Problem to solve >> For the entries below, the result should be an exact transcription of the lines from the one with "as-is (not canonicalized)" up to and including the one with "let dir = dir.as_ref();", and only those.

Saved entries >>
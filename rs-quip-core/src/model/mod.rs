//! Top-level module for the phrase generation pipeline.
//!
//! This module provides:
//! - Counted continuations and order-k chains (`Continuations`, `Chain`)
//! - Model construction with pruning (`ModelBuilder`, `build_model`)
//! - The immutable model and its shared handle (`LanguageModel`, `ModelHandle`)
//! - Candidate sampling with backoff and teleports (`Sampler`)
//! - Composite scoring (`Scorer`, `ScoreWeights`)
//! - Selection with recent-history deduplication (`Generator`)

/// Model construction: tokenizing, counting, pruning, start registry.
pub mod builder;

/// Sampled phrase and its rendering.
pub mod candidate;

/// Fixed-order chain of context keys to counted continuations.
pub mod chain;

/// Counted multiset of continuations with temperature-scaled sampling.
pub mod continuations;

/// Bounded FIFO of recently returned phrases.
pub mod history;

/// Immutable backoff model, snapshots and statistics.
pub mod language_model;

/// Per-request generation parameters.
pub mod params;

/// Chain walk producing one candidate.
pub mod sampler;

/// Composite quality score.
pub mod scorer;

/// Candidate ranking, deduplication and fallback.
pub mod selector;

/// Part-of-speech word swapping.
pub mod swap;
* * *
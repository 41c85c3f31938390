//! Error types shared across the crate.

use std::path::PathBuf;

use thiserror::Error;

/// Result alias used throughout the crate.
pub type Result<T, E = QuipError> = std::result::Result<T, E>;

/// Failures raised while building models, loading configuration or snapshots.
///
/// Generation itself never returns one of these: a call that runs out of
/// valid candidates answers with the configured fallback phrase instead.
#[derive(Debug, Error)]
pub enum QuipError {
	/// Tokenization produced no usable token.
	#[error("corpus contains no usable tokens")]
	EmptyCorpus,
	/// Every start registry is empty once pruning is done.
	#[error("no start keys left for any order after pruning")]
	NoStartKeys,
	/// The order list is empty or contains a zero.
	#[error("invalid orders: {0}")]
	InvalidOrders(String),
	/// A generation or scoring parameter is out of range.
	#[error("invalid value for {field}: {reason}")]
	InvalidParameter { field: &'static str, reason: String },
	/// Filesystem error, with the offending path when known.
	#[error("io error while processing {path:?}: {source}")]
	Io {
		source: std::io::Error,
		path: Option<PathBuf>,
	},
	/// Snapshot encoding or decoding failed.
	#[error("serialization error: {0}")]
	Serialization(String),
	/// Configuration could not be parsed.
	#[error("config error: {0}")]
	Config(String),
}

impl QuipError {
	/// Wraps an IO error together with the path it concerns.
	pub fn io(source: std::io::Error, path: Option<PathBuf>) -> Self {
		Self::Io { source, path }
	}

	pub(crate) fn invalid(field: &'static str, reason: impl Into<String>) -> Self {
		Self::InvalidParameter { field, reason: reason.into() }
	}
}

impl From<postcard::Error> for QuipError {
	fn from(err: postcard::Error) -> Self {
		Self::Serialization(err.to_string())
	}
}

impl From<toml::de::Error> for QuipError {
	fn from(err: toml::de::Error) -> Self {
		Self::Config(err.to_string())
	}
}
--
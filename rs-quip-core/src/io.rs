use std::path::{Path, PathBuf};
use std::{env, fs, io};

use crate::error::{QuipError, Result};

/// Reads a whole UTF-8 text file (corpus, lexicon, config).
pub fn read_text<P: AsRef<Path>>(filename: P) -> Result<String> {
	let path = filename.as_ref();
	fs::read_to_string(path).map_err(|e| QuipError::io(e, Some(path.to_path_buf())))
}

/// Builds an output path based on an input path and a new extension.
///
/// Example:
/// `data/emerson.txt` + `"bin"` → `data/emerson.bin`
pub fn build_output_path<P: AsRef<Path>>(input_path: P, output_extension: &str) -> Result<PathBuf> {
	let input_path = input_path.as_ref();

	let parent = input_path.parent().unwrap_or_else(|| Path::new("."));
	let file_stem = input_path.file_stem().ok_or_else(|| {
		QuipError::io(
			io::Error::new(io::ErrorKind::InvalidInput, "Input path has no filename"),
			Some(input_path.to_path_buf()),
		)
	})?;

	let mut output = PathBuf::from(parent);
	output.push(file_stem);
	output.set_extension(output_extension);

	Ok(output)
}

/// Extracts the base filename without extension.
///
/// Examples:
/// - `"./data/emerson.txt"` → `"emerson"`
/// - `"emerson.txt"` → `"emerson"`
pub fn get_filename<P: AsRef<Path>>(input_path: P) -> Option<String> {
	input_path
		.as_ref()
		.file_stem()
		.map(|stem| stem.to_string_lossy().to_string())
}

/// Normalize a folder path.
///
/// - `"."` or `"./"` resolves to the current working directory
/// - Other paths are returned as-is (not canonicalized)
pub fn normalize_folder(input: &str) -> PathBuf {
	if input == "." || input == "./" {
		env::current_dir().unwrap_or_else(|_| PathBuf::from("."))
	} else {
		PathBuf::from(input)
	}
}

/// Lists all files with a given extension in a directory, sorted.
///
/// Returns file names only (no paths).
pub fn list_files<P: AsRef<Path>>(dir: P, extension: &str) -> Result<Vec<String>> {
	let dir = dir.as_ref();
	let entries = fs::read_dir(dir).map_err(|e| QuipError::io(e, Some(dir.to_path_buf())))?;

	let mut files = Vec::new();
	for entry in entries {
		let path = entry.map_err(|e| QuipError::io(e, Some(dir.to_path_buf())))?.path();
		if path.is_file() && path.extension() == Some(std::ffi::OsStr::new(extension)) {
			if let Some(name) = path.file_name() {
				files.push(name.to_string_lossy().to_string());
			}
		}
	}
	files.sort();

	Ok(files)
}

Problem solution >>
/// - Other paths are returned as-is (not canonicalized)
pub fn normalize_folder(input: &str) -> PathBuf {
	if input == "." || input == "./" {
		env::current_dir().unwrap_or_else(|_| PathBuf::from("."))
	} else {
		PathBuf::from(input)
	}
}

/// Lists all files with a given extension in a directory, sorted.
///
/// Returns file names only (no paths).
pub fn list_files<P: AsRef<Path>>(dir: P, extension: &str) -> Result<Vec<String>> {
	let dir = dir.as_ref();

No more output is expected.